Now for every ‘Lean On Me’ there are movies like ‘Freedom Writers’ and ‘Dangerous Minds’ where a Caucasian female teacher comes in to rescue inner city youth and teach them reading and writing. It’s sad enough that in society African-Americans whether by choice or birth are already at disadvantages.
So here is just a question to ponder: Why or how is it that Hollywood portrays them as people who can’t make it on their own without the help of a Caucasian man or woman? I understand movies are scripted and all, but imagine the morale of the average Black person watching these movies feeling like, “Man there’s no hope for us. Can WE ever have a rebel or savior in the movies” ? They [people of color], for the most part, are made to look inferior or buffoonish and in many instances can’t stand on their own.
Life even imitates art as well. I have a close friend who works in an inner city alternative school and when a child becomes ‘out of sorts’, or becomes “unsafe” the big burly African-American staff are there to do restraints, but when it comes to the children looking for jobs, programs, or anything to enhance their growth it seems those same staff are nowhere to be found. They are replaced by the ‘softer’ more enabling Caucasian staff who are there to “make a difference” in a child’s life.

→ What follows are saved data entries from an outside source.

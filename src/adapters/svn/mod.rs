//! Subversion adapter
//!
//! Implements the `VersionControl` trait by running the `svn` command line
//! client.
//!
//! - [`info`] - Parsing of `svn info --xml` output

pub mod info;

use std::path::{Path, PathBuf};
use std::process::{Command, Stdio};

use log::debug;

use crate::core::ports::{FetchSource, VcsError, VersionControl};

pub use info::parse_info_revision;

/// Subversion client invoked as a subprocess
#[derive(Debug, Clone)]
pub struct SvnClient {
    /// Executable to run
    program: PathBuf,
    /// Repository base URL; accounts are directories below it
    base_url: String,
    /// Login
    username: String,
    /// Password
    password: String,
}

impl SvnClient {
    /// Create a client running `program`
    #[must_use]
    pub fn new(
        program: PathBuf,
        base_url: impl Into<String>,
        username: impl Into<String>,
        password: impl Into<String>,
    ) -> Self {
        Self {
            program,
            base_url: base_url.into(),
            username: username.into(),
            password: password.into(),
        }
    }

    /// Tries to figure out where `svn` is installed
    ///
    /// Falls back to the bare program name, in which case a missing client
    /// shows up as a per-submission failure.
    #[must_use]
    pub fn lookup_program() -> PathBuf {
        which::which("svn").unwrap_or_else(|_| PathBuf::from("svn"))
    }

    /// Executable this client runs
    #[must_use]
    pub fn program(&self) -> &Path {
        &self.program
    }

    /// URL of a fetch source: `{base}/{account}[/{path}][@{revision}]`
    #[must_use]
    pub fn url(&self, source: &FetchSource) -> String {
        let mut url = format!(
            "{}/{}",
            self.base_url.trim_end_matches('/'),
            source.account.trim_matches('/')
        );

        let path = source.path.trim_matches('/');
        if !path.is_empty() {
            url.push('/');
            url.push_str(path);
        }

        if let Some(revision) = &source.revision {
            url.push('@');
            url.push_str(revision);
        }

        url
    }

    fn command(&self) -> Command {
        let mut cmd = Command::new(&self.program);
        cmd.arg("--non-interactive");
        cmd
    }

    fn program_name(&self) -> String {
        self.program.display().to_string()
    }
}

impl VersionControl for SvnClient {
    fn checkout(&self, source: &FetchSource, destination: &Path) -> Result<(), VcsError> {
        let url = self.url(source);
        debug!("+ {} checkout {url} {}", self.program_name(), destination.display());

        let status = self
            .command()
            .args(["checkout", "--force", "--no-auth-cache"])
            .args(["--username", &self.username])
            .args(["--password", &self.password])
            .arg(&url)
            .arg(destination)
            .stdin(Stdio::null())
            .stdout(Stdio::null())
            .stderr(Stdio::inherit())
            .status()
            .map_err(|source| VcsError::Spawn {
                program: self.program_name(),
                source,
            })?;

        if !status.success() {
            return Err(VcsError::ExitStatus {
                program: self.program_name(),
                code: status.code(),
            });
        }

        Ok(())
    }

    fn working_revision(&self, path: &Path) -> Result<String, VcsError> {
        debug!("+ {} info --xml {}", self.program_name(), path.display());

        let output = self
            .command()
            .args(["info", "--xml"])
            .arg(path)
            .stdin(Stdio::null())
            .stderr(Stdio::null())
            .output()
            .map_err(|source| VcsError::Spawn {
                program: self.program_name(),
                source,
            })?;

        if !output.status.success() {
            return Err(VcsError::ExitStatus {
                program: self.program_name(),
                code: output.status.code(),
            });
        }

        parse_info_revision(&String::from_utf8_lossy(&output.stdout))
    }
}
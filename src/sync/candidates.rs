//! Link candidates
//!
//! After a bulk fetch, the directories near the top of the student's
//! checkout are the likely homes of a task. The usual `branches`, `tags`
//! and `trunk` layout directories are only offered through their children.

use std::path::Path;

use walkdir::WalkDir;

use crate::paths::VCS_METADATA_DIR;

const LAYOUT_DIRS: [&str; 3] = ["branches", "tags", "trunk"];

/// Candidate link paths under a bulk checkout, sorted
///
/// Lists directories one and two levels below `root`, relative to it and
/// `/`-separated. A missing root yields no candidates.
#[must_use]
pub fn link_candidates(root: &Path) -> Vec<String> {
    let mut candidates: Vec<String> = WalkDir::new(root)
        .min_depth(1)
        .max_depth(2)
        .sort_by_file_name()
        .into_iter()
        .filter_entry(|e| e.file_name() != VCS_METADATA_DIR)
        .filter_map(Result::ok)
        .filter(|e| e.file_type().is_dir())
        .filter(|e| {
            !(e.depth() == 1 && e.file_name().to_str().is_some_and(|n| LAYOUT_DIRS.contains(&n)))
        })
        .filter_map(|e| {
            let relative = e.path().strip_prefix(root).ok()?;
            let parts: Vec<String> = relative
                .components()
                .map(|c| c.as_os_str().to_string_lossy().into_owned())
                .collect();
            Some(parts.join("/"))
        })
        .collect();

    candidates.sort();
    candidates
}
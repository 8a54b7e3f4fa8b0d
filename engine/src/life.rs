use serde::{Deserialize, Serialize};

#[derive(Debug, Clone, Copy, PartialEq, Eq, Serialize, Deserialize)]
pub struct Health {
    pub hp: i32,
    pub max_hp: i32,
}

impl Health {
    /// Full health. Max HP is floored at 1 so every run can end in defeat.
    pub fn new(max_hp: i32) -> Self {
        let max_hp = max_hp.max(1);
        Self { hp: max_hp, max_hp }
    }

    pub fn is_down(&self) -> bool {
        self.hp <= 0
    }

    /// HP missing from full.
    pub fn deficit(&self) -> i32 {
        (self.max_hp - self.hp).max(0)
    }

    /// New maximum (armor swap or upgrade) and a full heal.
    pub fn reset_max(&mut self, max_hp: i32) {
        *self = Self::new(max_hp);
    }

    pub fn restore_full(&mut self) {
        self.hp = self.max_hp;
    }
}

/// Apply damage. Negative damage counts as 0. Returns true if the creature
/// dropped to 0 this call.
pub fn apply_damage(
    name: &str,
    health: &mut Health,
    dmg: i32,
    mut log: impl FnMut(String),
) -> bool {
    if health.is_down() {
        return false;
    }
    let dmg = dmg.max(0);
    let before = health.hp;
    health.hp = (health.hp - dmg).max(0);
    log(format!("[DMG][{}] {} → {} (−{})", name, before, health.hp, dmg));
    if health.hp == 0 {
        log(format!("[STATE][{}] drops to 0 HP", name));
        return true;
    }
    false
}
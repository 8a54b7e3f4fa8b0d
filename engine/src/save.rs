//! On-disk records for a save slot and its shops, and their reconstruction
//! through the catalog. Only `(template id, level)` pairs are persisted; stats
//! always come back from the prototype.

use serde::{Deserialize, Serialize};
use tracing::{debug, warn};

use crate::catalog::Catalog;
use crate::equipment::{Equipment, EquipmentKind, Rarity};
use crate::inventory::ItemKey;
use crate::player::Player;
use crate::shop::Shop;

#[derive(Debug, Clone, Copy, PartialEq, Eq, Serialize, Deserialize)]
pub struct InventoryEntry {
    pub tid: i32,
    pub lv: i32,
    /// Rarity ordinal at save time; informational, the catalog wins on reload.
    #[serde(default)]
    pub rar: i32,
}

#[derive(Debug, Clone, Default, PartialEq, Eq, Serialize, Deserialize)]
pub struct SaveRecord {
    #[serde(default)]
    pub player_name: String,
    #[serde(default)]
    pub exp: i32,
    #[serde(default)]
    pub inventory: Vec<InventoryEntry>,
    #[serde(default, with = "armor_id")]
    pub equipped_armor_id: Option<i32>,
    #[serde(default)]
    pub equipped_weapon_ids: Vec<i32>,
}

/// `equipped_armor_id` is an int or the string `"none"`.
mod armor_id {
    use serde::{Deserialize, Deserializer, Serializer};

    #[derive(Deserialize)]
    #[serde(untagged)]
    enum Raw {
        Id(i32),
        Text(String),
    }

    pub fn serialize<S: Serializer>(value: &Option<i32>, s: S) -> Result<S::Ok, S::Error> {
        match value {
            Some(id) => s.serialize_i32(*id),
            None => s.serialize_str("none"),
        }
    }

    pub fn deserialize<'de, D: Deserializer<'de>>(d: D) -> Result<Option<i32>, D::Error> {
        Ok(match Option::<Raw>::deserialize(d)? {
            Some(Raw::Id(id)) if id >= 0 => Some(id),
            Some(Raw::Text(text)) => text.trim().parse::<i32>().ok().filter(|id| *id >= 0),
            _ => None,
        })
    }
}

impl SaveRecord {
    /// An empty slot as written by slot initialization.
    pub fn empty() -> Self {
        Self::default()
    }

    pub fn is_empty(&self) -> bool {
        self.player_name.trim().is_empty()
    }

    pub fn from_player(player: &Player) -> Self {
        let inventory = player
            .inventory
            .iter()
            .map(|(_, item)| InventoryEntry {
                tid: item.template_id(),
                lv: i32::from(item.level()),
                rar: item.rarity().ordinal(),
            })
            .collect();
        let template_of = |key: ItemKey| player.inventory.get(key).map(Equipment::template_id);
        Self {
            player_name: player.name.clone(),
            exp: player.exp,
            inventory,
            equipped_armor_id: player.loadout.armor_key().and_then(template_of),
            equipped_weapon_ids: player
                .loadout
                .weapon_keys()
                .iter()
                .filter_map(|k| template_of(*k))
                .collect(),
        }
    }

    /// Rebuild the player. Unknown templates are dropped; equipped items are
    /// re-matched by template id against not-yet-used inventory items.
    pub fn restore_player(&self, catalog: &Catalog) -> Player {
        let mut player = Player::new(self.player_name.clone());
        player.exp = self.exp;

        for entry in &self.inventory {
            let Some(proto) = catalog.prototype(entry.tid) else {
                warn!(tid = entry.tid, "dropping saved item with unknown template");
                continue;
            };
            let level = entry.lv.clamp(1, i32::from(proto.max_level())) as u8;
            if Rarity::from_ordinal(entry.rar) != Some(proto.rarity()) {
                warn!(
                    tid = entry.tid,
                    saved = entry.rar,
                    catalog = %proto.rarity(),
                    "saved rarity differs from catalog; using catalog"
                );
            }
            if let Some(item) = catalog.clone_prototype(entry.tid, level) {
                player.inventory.insert(item);
            }
        }

        let mut used: Vec<ItemKey> = Vec::new();
        let mut claim = |player: &Player, tid: i32, kind: EquipmentKind| -> Option<ItemKey> {
            let key = player
                .inventory
                .iter()
                .find(|(k, item)| {
                    item.template_id() == tid && item.kind() == kind && !used.contains(k)
                })
                .map(|(k, _)| k)?;
            used.push(key);
            Some(key)
        };

        if let Some(tid) = self.equipped_armor_id {
            match claim(&player, tid, EquipmentKind::Armor) {
                Some(key) => {
                    if let Err(e) = player.equip_armor(key) {
                        warn!(tid, "could not re-equip saved armor: {}", e);
                    }
                }
                None => warn!(tid, "saved armor not found in inventory"),
            }
        }
        for &tid in &self.equipped_weapon_ids {
            match claim(&player, tid, EquipmentKind::Weapon) {
                Some(key) => {
                    if let Err(e) = player.equip_weapon(key) {
                        warn!(tid, "could not re-equip saved weapon: {}", e);
                    }
                }
                None => warn!(tid, "saved weapon not found in inventory"),
            }
        }
        debug!(items = player.inventory.len(), "player restored");
        player
    }
}

#[derive(Debug, Clone, Copy, PartialEq, Eq, Serialize, Deserialize)]
pub struct ShopItemRecord {
    pub equipment_id: i32,
    #[serde(default = "default_level")]
    pub equipment_level: u8,
    pub price: i32,
}

fn default_level() -> u8 {
    1
}

fn default_true() -> bool {
    true
}

fn default_fee() -> i32 {
    crate::shop::BASE_REROLL_FEE
}

#[derive(Debug, Clone, PartialEq, Eq, Serialize, Deserialize)]
pub struct ShopRecord {
    #[serde(default = "default_true")]
    pub needs_refresh: bool,
    #[serde(default = "default_fee")]
    pub manual_refresh_cost: i32,
    #[serde(default)]
    pub items: Vec<ShopItemRecord>,
}

impl Default for ShopRecord {
    fn default() -> Self {
        Self { needs_refresh: true, manual_refresh_cost: default_fee(), items: Vec::new() }
    }
}

#[derive(Debug, Clone, Default, PartialEq, Eq, Serialize, Deserialize)]
pub struct ShopsRecord {
    #[serde(default)]
    pub base_shop: ShopRecord,
    #[serde(default, alias = "campfire_shop")]
    pub checkpoint_shop: ShopRecord,
}

/// The base-camp shop and the shop offered at checkpoints.
#[derive(Debug, Clone, Default)]
pub struct Shops {
    pub base: Shop,
    pub checkpoint: Shop,
}

impl Shops {
    pub fn to_record(&self) -> ShopsRecord {
        ShopsRecord {
            base_shop: self.base.to_record(),
            checkpoint_shop: self.checkpoint.to_record(),
        }
    }

    pub fn from_record(record: &ShopsRecord, catalog: &Catalog) -> Self {
        Self {
            base: Shop::from_record(&record.base_shop, catalog),
            checkpoint: Shop::from_record(&record.checkpoint_shop, catalog),
        }
    }
}
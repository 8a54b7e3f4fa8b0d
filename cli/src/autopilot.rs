//! Greedy stand-in for a human at the adventure menus.

use steelsoul_engine::{
    AdventureRun, CheckpointAction, ItemKey, Pilot, Player, RepairChoice, RunEvent,
};
use tracing::debug;

use crate::render;

/// Wear the strongest armor, then add weapons by power while capacity allows.
/// Returns the number of weapons equipped.
pub fn auto_equip(player: &mut Player) -> usize {
    if player.loadout.armor_key().is_none() {
        let best = player
            .inventory
            .armors()
            .max_by_key(|(_, a)| (a.capacity(), a.max_hp()))
            .map(|(k, _)| k);
        if let Some(key) = best {
            if let Err(e) = player.equip_armor(key) {
                debug!("auto-equip armor skipped: {}", e);
            }
        }
    }

    let mut weapons: Vec<(ItemKey, i32)> = player
        .inventory
        .weapons()
        .filter(|(k, _)| !player.loadout.is_equipped(*k))
        .map(|(k, w)| (k, w.power()))
        .collect();
    weapons.sort_by(|a, b| b.1.cmp(&a.1));
    for (key, _) in weapons {
        // over-capacity and missing-armor rejections just mean "skip this one"
        let _ = player.equip_weapon(key);
    }
    player.loadout.weapon_keys().len()
}

#[derive(Debug, Clone)]
pub struct AutoPilot {
    /// Return to base after this many checkpoints.
    pub max_checkpoints: u32,
    /// EXP the pilot will not spend on upgrades.
    pub reserve: i32,
    /// Repair when HP falls below this percentage of max.
    pub repair_below_percent: i32,
    /// Print events to stdout.
    pub verbose: bool,
    /// Also print every battle transcript line.
    pub transcripts: bool,
    stuck: bool,
}

impl Default for AutoPilot {
    fn default() -> Self {
        Self {
            max_checkpoints: 3,
            reserve: 0,
            repair_below_percent: 60,
            verbose: false,
            transcripts: false,
            stuck: false,
        }
    }
}

impl AutoPilot {
    pub fn new(max_checkpoints: u32) -> Self {
        Self { max_checkpoints, ..Self::default() }
    }

    /// Cheapest affordable upgrade among worn items.
    fn pick_upgrade(&self, run: &AdventureRun<'_>) -> Option<ItemKey> {
        let player = run.player();
        let budget = run.available_exp() - self.reserve;
        let worn = player
            .loadout
            .armor_key()
            .into_iter()
            .chain(player.loadout.weapon_keys().iter().copied());
        worn.filter_map(|k| player.inventory.get(k).map(|item| (k, item)))
            .filter(|(_, item)| item.can_level_up() && item.upgrade_cost() <= budget)
            .min_by_key(|(_, item)| item.upgrade_cost())
            .map(|(k, _)| k)
    }
}

impl Pilot for AutoPilot {
    fn repair(&mut self, run: &AdventureRun<'_>) -> RepairChoice {
        let health = run.health();
        if health.hp * 100 >= health.max_hp * self.repair_below_percent {
            return RepairChoice::Skip;
        }
        if run.available_exp() >= health.deficit() {
            RepairChoice::Full
        } else {
            RepairChoice::Partial(run.available_exp())
        }
    }

    fn checkpoint(&mut self, run: &AdventureRun<'_>) -> CheckpointAction {
        if !self.stuck {
            if let Some(key) = self.pick_upgrade(run) {
                return CheckpointAction::Upgrade(key);
            }
        }
        self.stuck = false;
        if run.stats().checkpoints_reached >= self.max_checkpoints {
            CheckpointAction::Abort
        } else {
            CheckpointAction::Continue
        }
    }

    fn observe(&mut self, event: &RunEvent<'_>) {
        if let RunEvent::Rejected { .. } = event {
            self.stuck = true;
        }
        if !self.verbose {
            return;
        }
        if let RunEvent::Battle(report) = event {
            if self.transcripts {
                for line in &report.log {
                    println!("    {}", line);
                }
            }
        }
        if let Some(line) = render::event_line(event) {
            println!("{}", line);
        }
    }
}
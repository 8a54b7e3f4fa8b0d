//! One battle: the player's equipped weapons against a single monster.
//!
//! `Engage → PlayerTurn → EnemyTurn → (PlayerTurn | Victory | Defeat)`. Each
//! [`Battle::step`] performs one transition, so callers can either drive it
//! turn by turn or let [`Battle::run`] play it out.

use serde::Serialize;
use tracing::debug;

use crate::Dice;
use crate::catalog::{Bestiary, MonsterTemplate};
use crate::equipment::{Armor, Weapon};
use crate::error::GameError;
use crate::inventory::{EquipmentSlot, Inventory, effective_dodge};
use crate::ledger::AdventureStats;
use crate::life::{Health, apply_damage};

/// A stalemate (e.g. only zero-attack weapons) ends in defeat after this many rounds.
pub const MAX_ROUNDS: u32 = 1000;

const PLAYER: &str = "Player";

#[derive(Debug, Clone, PartialEq, Eq, Serialize)]
pub struct Monster {
    pub id: i32,
    pub name: String,
    pub hp: i32,
    pub atk: i32,
    pub exp: i32,
}

impl Monster {
    /// Scale a template to `difficulty`: +5% HP/ATK and +10% EXP per level, rounded down.
    pub fn from_template(template: &MonsterTemplate, difficulty: u32) -> Self {
        let d = i64::from(difficulty);
        let scale = |value: i32, percent_per_level: i64| -> i32 {
            (i64::from(value) * (100 + percent_per_level * d) / 100) as i32
        };
        Self {
            id: template.id,
            name: template.name.clone(),
            hp: scale(template.hp, 5),
            atk: scale(template.atk, 5),
            exp: scale(template.exp, 10),
        }
    }
}

/// Borrowed view of what the player brings into a fight.
#[derive(Debug, Clone, Default)]
pub struct Gear<'a> {
    pub armor: Option<&'a Armor>,
    pub weapons: Vec<&'a Weapon>,
}

impl<'a> Gear<'a> {
    pub fn from_loadout(slot: &EquipmentSlot, inventory: &'a Inventory) -> Self {
        Self {
            armor: slot.armor(inventory),
            weapons: slot.weapons(inventory),
        }
    }

    pub fn total_weight(&self) -> i32 {
        self.weapons.iter().map(|w| w.weight()).sum()
    }

    pub fn effective_dodge(&self) -> i32 {
        effective_dodge(self.armor, self.total_weight())
    }
}

#[derive(Debug, Clone, Copy, PartialEq, Eq, Serialize)]
pub enum BattlePhase {
    Engage,
    PlayerTurn,
    EnemyTurn,
    Victory,
    Defeat,
}

#[derive(Debug, Clone, Copy, PartialEq, Eq, Serialize)]
#[serde(rename_all = "snake_case")]
pub enum BattleOutcome {
    Victory,
    Defeat,
}

#[derive(Debug, Clone, Serialize)]
pub struct BattleReport {
    pub outcome: BattleOutcome,
    pub rounds: u32,
    /// The monster as it was drawn (scaled, full HP).
    pub monster: Monster,
    pub monster_hp_end: i32,
    pub damage_taken: i32,
    pub exp_reward: i32,
    pub log: Vec<String>,
}

pub struct Battle {
    drawn: Monster,
    monster: Monster,
    phase: BattlePhase,
    round: u32,
    damage_taken: i32,
    log: Vec<String>,
}

impl Battle {
    pub fn new(monster: Monster) -> Self {
        Self {
            drawn: monster.clone(),
            monster,
            phase: BattlePhase::Engage,
            round: 0,
            damage_taken: 0,
            log: Vec::new(),
        }
    }

    /// Draw a monster uniformly from the bestiary and scale it to `difficulty`.
    pub fn engage(
        bestiary: &Bestiary,
        difficulty: u32,
        dice: &mut Dice,
    ) -> Result<Self, GameError> {
        if bestiary.is_empty() {
            return Err(GameError::NoMonsters);
        }
        let template = &bestiary.monsters()[dice.index(bestiary.len())];
        Ok(Self::new(Monster::from_template(template, difficulty)))
    }

    pub fn phase(&self) -> BattlePhase {
        self.phase
    }

    pub fn monster(&self) -> &Monster {
        &self.monster
    }

    pub fn round(&self) -> u32 {
        self.round
    }

    pub fn is_over(&self) -> bool {
        matches!(self.phase, BattlePhase::Victory | BattlePhase::Defeat)
    }

    /// Perform one state transition and return the new phase.
    pub fn step(
        &mut self,
        gear: &Gear<'_>,
        health: &mut Health,
        stats: &mut AdventureStats,
        dice: &mut Dice,
    ) -> BattlePhase {
        self.phase = match self.phase {
            BattlePhase::Engage => {
                self.log.push(format!(
                    "[START] {} (HP {}, ATK {}, EXP {}) vs {} (HP {}/{})",
                    self.monster.name,
                    self.monster.hp,
                    self.monster.atk,
                    self.monster.exp,
                    PLAYER,
                    health.hp,
                    health.max_hp
                ));
                self.round = 1;
                BattlePhase::PlayerTurn
            }
            BattlePhase::PlayerTurn => self.player_turn(gear, health, stats, dice),
            BattlePhase::EnemyTurn => self.enemy_turn(gear, health, dice),
            done @ (BattlePhase::Victory | BattlePhase::Defeat) => done,
        };
        self.phase
    }

    fn player_turn(
        &mut self,
        gear: &Gear<'_>,
        health: &mut Health,
        stats: &mut AdventureStats,
        dice: &mut Dice,
    ) -> BattlePhase {
        self.log.push(format!("[ROUND] {} → {}", self.round, PLAYER));
        if gear.weapons.is_empty() {
            self.log.push(format!("[TURN][{}] no weapon equipped; forced retreat", PLAYER));
            health.hp = 0;
            return BattlePhase::Defeat;
        }

        for weapon in &gear.weapons {
            let crit_rate = weapon.crit_rate();
            let (roll, crit) = dice.chance(crit_rate);
            let atk = weapon.atk().max(0);
            let damage = if crit { atk * 2 } else { atk };
            let before = self.monster.hp;
            self.monster.hp = (self.monster.hp - damage).max(0);
            stats.record_hit(&weapon.name, damage);
            self.log.push(format!(
                "[ATTACK][{}] d100={} vs crit {}% → {} {}",
                weapon.name,
                roll,
                crit_rate,
                if crit { "CRIT!" } else { "HIT" },
                damage
            ));
            self.log
                .push(format!("[HP][{}] {} → {}", self.monster.name, before, self.monster.hp));
            debug!(weapon = %weapon.name, damage, crit, monster_hp = self.monster.hp, "strike");

            if self.monster.hp <= 0 {
                stats.exp_gained += self.monster.exp;
                stats.enemies_defeated += 1;
                self.log.push(format!(
                    "[END] {} defeated in {} rounds, +{} EXP",
                    self.monster.name, self.round, self.monster.exp
                ));
                return BattlePhase::Victory;
            }
        }
        BattlePhase::EnemyTurn
    }

    fn enemy_turn(&mut self, gear: &Gear<'_>, health: &mut Health, dice: &mut Dice) -> BattlePhase {
        self.log.push(format!("[ROUND] {} → {}", self.round, self.monster.name));
        let dodge = gear.effective_dodge();
        let (roll, dodged) = dice.chance(dodge);
        if dodged {
            self.log
                .push(format!("[DODGE][{}] d100={} vs dodge {}% → MISS", PLAYER, roll, dodge));
        } else {
            let hit = self.monster.atk.max(0);
            self.log.push(format!(
                "[ATTACK][{}] d100={} vs dodge {}% → HIT {}",
                self.monster.name, roll, dodge, hit
            ));
            self.damage_taken += hit;
            let log = &mut self.log;
            if apply_damage(PLAYER, health, hit, |msg| log.push(msg)) {
                self.log.push(format!("[END] {} falls to {}", PLAYER, self.monster.name));
                return BattlePhase::Defeat;
            }
        }
        debug!(dodged, player_hp = health.hp, "enemy turn");

        if self.round >= MAX_ROUNDS {
            self.log.push(format!(
                "[END] stalemate after {} rounds; {} retreats",
                self.round, PLAYER
            ));
            return BattlePhase::Defeat;
        }
        self.round += 1;
        BattlePhase::PlayerTurn
    }

    /// Step until Victory or Defeat.
    pub fn run(
        mut self,
        gear: &Gear<'_>,
        health: &mut Health,
        stats: &mut AdventureStats,
        dice: &mut Dice,
    ) -> BattleReport {
        while !self.is_over() {
            self.step(gear, health, stats, dice);
        }
        let outcome = if self.phase == BattlePhase::Victory {
            BattleOutcome::Victory
        } else {
            BattleOutcome::Defeat
        };
        BattleReport {
            outcome,
            rounds: self.round,
            exp_reward: if outcome == BattleOutcome::Victory { self.drawn.exp } else { 0 },
            monster: self.drawn,
            monster_hp_end: self.monster.hp,
            damage_taken: self.damage_taken,
            log: self.log,
        }
    }
}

Now before I go any further, I have nothing against Whites (or any race of people for that matter) nor am I spewing sour grapes, but it just seems that on the big screen and in society African-Americans have to take a back seat. And please don’t get started on the, “But we have a black president” bit. This is just something I was pondering so I figured I’d rant about it. It just seems like one too many shows or movies to be considered just a coincidence.
What are your thoughts? What impact does this have if any at all? When faced with life’s adveristy and dire straits, who do you call? And also can you think of any other examples of this sort of portrayal?